DATASET CONTENT:

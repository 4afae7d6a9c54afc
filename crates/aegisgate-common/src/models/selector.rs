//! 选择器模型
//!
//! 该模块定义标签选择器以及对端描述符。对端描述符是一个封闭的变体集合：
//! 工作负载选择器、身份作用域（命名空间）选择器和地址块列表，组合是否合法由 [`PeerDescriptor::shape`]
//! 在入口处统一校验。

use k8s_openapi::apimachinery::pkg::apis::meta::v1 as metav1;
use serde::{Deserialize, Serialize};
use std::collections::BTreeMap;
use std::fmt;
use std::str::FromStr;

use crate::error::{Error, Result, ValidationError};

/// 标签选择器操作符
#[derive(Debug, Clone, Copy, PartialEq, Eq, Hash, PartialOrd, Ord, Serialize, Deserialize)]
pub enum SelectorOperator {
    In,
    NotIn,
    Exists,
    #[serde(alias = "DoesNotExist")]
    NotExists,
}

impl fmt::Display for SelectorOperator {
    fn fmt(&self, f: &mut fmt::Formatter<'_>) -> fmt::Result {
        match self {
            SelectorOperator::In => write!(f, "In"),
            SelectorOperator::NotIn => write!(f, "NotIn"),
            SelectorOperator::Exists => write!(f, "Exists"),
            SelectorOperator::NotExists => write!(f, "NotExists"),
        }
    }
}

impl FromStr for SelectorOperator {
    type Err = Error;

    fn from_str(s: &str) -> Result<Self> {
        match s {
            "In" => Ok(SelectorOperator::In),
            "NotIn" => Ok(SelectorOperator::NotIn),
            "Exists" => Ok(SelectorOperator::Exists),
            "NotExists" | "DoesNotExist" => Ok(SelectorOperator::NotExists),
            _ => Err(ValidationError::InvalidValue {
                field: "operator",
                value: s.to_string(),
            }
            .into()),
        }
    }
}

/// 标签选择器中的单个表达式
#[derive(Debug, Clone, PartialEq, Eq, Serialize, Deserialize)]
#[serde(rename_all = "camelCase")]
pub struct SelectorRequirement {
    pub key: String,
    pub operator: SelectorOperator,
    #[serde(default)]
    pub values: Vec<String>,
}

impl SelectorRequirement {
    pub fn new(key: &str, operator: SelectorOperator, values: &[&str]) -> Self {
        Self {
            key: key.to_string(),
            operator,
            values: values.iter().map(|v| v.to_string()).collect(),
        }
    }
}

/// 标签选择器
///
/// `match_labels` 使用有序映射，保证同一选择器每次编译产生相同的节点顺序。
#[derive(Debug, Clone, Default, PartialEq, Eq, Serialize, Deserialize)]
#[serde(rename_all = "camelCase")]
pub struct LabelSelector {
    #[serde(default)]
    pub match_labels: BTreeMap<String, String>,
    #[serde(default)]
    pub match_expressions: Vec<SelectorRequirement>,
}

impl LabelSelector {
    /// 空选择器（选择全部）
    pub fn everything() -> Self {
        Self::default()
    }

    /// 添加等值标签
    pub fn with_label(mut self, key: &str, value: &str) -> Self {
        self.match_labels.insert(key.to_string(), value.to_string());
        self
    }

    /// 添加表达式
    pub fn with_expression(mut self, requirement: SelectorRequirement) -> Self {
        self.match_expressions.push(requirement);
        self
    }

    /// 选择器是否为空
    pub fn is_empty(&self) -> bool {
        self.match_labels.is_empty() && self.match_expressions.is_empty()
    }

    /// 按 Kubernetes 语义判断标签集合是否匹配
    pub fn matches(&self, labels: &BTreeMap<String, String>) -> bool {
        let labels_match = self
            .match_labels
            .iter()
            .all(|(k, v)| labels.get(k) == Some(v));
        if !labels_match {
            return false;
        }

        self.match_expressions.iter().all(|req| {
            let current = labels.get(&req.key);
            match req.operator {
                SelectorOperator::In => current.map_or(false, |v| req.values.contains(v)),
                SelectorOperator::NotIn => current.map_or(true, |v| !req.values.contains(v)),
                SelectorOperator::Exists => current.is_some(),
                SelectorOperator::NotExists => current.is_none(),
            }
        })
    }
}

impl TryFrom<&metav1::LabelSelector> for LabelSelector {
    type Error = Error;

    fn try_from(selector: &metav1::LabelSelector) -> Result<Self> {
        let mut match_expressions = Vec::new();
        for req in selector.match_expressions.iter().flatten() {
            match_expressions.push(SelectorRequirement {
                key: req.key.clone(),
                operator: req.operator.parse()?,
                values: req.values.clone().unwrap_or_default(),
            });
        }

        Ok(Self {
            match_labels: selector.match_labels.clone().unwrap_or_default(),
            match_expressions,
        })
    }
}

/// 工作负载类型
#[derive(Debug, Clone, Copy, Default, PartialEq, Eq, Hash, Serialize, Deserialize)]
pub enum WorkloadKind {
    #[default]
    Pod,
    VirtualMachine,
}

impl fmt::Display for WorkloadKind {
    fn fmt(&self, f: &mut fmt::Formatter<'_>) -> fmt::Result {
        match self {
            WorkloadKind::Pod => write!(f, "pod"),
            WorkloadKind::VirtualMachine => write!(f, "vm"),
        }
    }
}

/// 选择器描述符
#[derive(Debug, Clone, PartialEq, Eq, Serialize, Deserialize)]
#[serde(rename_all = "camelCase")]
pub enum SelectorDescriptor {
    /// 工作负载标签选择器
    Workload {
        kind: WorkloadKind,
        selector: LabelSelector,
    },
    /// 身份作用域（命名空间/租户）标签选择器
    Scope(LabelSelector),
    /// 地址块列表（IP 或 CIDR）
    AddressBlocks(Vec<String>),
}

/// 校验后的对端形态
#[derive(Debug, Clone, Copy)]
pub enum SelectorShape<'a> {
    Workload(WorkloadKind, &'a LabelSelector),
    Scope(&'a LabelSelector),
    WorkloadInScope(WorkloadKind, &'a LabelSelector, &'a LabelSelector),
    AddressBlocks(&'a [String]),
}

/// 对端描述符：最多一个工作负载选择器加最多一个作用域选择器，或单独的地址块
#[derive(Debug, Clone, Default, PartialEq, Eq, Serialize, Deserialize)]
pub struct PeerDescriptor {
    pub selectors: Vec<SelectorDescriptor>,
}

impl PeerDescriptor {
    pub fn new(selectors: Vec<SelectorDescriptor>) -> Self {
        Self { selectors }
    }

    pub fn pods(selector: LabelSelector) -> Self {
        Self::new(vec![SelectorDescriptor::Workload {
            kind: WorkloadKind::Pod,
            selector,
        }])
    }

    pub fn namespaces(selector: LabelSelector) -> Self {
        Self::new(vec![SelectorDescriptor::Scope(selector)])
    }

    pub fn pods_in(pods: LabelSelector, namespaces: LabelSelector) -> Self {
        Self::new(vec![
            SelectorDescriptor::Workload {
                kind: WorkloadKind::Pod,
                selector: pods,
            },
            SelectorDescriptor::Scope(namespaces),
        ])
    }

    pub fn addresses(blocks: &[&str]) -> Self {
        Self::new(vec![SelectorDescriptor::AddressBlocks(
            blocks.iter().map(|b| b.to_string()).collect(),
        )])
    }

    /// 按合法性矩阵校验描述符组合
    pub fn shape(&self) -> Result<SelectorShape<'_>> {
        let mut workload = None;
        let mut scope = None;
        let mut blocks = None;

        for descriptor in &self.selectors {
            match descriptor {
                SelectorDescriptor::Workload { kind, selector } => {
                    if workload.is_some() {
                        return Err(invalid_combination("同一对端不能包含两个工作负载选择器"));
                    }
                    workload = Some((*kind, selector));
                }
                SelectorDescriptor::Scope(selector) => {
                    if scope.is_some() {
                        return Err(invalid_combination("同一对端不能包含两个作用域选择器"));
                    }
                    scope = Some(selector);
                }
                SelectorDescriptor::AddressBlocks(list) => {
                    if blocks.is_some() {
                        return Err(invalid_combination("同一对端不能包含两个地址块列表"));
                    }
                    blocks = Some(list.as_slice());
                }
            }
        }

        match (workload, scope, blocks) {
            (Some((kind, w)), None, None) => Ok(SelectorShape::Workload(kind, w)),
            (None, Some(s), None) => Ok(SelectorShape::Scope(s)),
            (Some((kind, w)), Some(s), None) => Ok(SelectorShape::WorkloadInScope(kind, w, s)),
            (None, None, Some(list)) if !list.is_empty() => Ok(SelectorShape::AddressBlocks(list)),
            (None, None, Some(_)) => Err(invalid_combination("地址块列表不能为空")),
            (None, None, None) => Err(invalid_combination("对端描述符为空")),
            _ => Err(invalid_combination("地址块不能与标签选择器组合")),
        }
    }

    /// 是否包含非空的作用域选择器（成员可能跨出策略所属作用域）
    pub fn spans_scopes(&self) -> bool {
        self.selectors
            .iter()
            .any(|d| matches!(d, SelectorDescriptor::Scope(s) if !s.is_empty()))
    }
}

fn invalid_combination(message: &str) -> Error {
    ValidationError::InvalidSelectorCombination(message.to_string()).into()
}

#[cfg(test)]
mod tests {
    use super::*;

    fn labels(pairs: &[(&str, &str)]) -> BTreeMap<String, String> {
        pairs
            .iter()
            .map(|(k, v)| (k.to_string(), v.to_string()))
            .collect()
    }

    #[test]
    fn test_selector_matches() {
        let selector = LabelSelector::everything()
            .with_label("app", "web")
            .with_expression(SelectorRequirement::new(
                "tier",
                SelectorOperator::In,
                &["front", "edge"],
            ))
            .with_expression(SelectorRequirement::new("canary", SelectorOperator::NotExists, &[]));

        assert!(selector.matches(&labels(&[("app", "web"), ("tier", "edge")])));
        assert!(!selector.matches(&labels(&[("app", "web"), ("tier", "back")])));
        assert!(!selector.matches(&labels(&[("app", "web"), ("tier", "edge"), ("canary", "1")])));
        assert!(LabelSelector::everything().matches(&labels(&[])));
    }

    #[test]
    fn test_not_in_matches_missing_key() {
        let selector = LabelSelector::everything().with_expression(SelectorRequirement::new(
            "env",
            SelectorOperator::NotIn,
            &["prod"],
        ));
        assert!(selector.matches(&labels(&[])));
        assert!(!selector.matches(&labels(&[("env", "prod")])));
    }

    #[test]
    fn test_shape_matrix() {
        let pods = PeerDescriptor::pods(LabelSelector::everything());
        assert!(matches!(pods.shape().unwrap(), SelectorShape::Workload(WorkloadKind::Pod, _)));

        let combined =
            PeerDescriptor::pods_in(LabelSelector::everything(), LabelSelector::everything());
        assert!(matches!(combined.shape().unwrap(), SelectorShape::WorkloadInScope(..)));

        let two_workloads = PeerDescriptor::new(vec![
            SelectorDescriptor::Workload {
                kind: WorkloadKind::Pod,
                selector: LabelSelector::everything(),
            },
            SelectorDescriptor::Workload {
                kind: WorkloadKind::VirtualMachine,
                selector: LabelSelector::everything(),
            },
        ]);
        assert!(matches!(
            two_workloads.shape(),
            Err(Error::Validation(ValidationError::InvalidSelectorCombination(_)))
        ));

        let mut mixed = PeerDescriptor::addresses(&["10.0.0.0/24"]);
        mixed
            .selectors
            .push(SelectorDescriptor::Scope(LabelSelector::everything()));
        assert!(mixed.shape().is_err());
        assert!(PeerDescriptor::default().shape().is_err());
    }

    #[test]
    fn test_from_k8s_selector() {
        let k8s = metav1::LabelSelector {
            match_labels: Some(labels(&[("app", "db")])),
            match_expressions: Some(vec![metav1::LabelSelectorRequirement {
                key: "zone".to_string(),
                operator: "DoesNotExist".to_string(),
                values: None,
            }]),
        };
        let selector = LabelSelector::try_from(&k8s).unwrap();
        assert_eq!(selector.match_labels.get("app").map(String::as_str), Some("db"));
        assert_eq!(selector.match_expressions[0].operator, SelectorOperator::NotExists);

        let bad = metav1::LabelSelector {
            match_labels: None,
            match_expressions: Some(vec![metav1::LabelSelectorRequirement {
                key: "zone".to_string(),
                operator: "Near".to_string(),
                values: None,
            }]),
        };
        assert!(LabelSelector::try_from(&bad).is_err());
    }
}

ASSIGNMENT: The lines you return should be those above that contain the word "combined", every one of them.

COMPLETED EXERCISE:
        let combined =
        assert!(matches!(combined.shape().unwrap(), SelectorShape::WorkloadInScope(..)));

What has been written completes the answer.